**Stored data:**

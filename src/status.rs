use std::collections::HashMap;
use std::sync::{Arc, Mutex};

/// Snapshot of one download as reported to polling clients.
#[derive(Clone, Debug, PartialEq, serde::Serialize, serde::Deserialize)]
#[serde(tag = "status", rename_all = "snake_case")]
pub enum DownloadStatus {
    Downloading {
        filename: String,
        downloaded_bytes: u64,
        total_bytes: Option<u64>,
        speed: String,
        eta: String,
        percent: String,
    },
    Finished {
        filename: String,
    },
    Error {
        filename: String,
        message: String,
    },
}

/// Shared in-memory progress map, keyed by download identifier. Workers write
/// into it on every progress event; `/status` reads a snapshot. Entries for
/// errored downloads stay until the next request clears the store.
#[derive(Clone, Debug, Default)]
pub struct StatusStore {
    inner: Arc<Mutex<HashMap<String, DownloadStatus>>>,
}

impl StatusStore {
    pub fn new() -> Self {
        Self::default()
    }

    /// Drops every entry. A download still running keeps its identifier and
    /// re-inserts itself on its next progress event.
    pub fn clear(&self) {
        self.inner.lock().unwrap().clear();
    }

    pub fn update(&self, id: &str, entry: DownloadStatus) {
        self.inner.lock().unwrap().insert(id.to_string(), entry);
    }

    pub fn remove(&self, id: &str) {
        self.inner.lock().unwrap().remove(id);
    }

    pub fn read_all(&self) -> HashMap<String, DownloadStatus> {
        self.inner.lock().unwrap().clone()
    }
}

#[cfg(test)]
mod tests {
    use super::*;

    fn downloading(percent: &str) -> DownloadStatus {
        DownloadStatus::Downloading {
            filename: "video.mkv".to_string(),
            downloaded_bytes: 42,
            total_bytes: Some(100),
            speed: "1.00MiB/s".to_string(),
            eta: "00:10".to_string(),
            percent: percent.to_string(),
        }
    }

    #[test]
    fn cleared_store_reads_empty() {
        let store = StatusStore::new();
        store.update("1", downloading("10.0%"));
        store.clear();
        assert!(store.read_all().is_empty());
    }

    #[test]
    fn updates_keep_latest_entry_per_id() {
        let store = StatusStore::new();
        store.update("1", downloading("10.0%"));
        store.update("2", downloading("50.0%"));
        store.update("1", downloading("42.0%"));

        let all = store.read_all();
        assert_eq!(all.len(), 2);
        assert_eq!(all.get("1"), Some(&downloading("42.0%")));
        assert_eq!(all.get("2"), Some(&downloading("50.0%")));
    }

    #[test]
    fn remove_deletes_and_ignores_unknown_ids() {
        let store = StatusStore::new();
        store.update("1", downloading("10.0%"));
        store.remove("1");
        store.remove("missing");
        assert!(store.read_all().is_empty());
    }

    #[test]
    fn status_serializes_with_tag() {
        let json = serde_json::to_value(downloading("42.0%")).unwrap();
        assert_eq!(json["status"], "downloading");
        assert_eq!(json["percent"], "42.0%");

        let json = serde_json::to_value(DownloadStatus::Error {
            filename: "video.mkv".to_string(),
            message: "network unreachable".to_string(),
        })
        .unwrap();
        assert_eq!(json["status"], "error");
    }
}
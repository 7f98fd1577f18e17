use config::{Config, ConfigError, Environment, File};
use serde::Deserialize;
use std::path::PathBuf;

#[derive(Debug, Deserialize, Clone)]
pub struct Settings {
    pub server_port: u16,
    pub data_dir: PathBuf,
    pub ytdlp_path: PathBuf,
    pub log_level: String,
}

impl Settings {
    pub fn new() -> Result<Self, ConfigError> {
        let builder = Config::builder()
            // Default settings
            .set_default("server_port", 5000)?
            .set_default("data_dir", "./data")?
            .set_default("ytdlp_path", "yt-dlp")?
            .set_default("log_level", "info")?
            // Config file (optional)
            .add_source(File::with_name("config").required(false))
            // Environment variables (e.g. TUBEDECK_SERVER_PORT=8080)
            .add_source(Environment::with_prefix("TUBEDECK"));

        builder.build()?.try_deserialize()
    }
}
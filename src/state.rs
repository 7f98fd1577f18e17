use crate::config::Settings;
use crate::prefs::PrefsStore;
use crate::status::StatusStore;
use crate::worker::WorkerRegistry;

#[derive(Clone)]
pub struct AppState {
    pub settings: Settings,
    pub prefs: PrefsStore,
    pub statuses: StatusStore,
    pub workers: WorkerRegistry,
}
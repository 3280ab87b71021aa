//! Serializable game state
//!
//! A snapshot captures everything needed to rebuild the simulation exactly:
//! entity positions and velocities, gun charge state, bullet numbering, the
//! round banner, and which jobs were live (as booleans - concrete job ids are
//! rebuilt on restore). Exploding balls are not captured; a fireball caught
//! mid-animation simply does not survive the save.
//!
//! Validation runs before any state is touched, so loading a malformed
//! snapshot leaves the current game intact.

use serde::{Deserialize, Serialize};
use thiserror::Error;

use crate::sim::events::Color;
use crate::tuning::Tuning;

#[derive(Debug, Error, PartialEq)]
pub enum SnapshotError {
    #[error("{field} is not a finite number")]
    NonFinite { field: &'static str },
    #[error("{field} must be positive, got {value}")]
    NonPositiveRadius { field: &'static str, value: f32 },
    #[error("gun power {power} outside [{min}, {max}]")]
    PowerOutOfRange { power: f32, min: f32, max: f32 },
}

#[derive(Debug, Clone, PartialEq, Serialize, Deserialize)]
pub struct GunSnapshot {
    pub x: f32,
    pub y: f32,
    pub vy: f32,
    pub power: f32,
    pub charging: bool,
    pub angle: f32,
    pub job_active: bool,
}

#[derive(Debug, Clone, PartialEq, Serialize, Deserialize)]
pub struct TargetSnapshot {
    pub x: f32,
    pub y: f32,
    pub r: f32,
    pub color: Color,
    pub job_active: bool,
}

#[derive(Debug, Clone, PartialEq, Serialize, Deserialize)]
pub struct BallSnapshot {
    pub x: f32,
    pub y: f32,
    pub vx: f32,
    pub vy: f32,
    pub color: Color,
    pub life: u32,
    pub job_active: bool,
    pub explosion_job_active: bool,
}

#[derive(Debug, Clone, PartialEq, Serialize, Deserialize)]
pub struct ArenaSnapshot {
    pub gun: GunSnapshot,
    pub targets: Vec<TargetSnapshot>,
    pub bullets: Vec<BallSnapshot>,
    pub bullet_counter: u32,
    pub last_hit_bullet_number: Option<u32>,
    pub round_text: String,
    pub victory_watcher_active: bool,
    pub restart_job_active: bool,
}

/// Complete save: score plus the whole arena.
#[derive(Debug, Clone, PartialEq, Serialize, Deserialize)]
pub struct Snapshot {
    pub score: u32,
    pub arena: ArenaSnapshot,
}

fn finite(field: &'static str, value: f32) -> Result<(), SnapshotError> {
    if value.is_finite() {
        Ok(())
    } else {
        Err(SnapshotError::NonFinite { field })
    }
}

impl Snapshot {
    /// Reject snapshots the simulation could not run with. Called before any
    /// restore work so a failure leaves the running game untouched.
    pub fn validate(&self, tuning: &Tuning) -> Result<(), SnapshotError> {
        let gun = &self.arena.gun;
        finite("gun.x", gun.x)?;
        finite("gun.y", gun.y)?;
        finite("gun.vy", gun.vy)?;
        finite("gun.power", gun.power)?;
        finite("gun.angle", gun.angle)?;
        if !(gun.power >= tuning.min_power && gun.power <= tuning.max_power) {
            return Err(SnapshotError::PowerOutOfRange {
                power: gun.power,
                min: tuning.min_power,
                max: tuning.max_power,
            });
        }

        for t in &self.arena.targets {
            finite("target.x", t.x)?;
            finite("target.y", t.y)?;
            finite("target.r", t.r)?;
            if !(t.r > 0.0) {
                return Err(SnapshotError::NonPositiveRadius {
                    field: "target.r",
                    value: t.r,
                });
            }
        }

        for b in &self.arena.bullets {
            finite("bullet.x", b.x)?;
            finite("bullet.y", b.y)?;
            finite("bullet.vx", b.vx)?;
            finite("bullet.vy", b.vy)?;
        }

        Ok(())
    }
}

**WHAT IS REQUIRED:** Lines in the records above that carry the word "progress" are to be located and copied.

**TASK RESULT:**
/// Shared in-memory progress map, keyed by download identifier. Workers write
/// into it on every progress event; `/status` reads a snapshot. Entries for
    /// re-inserts itself on its next progress event.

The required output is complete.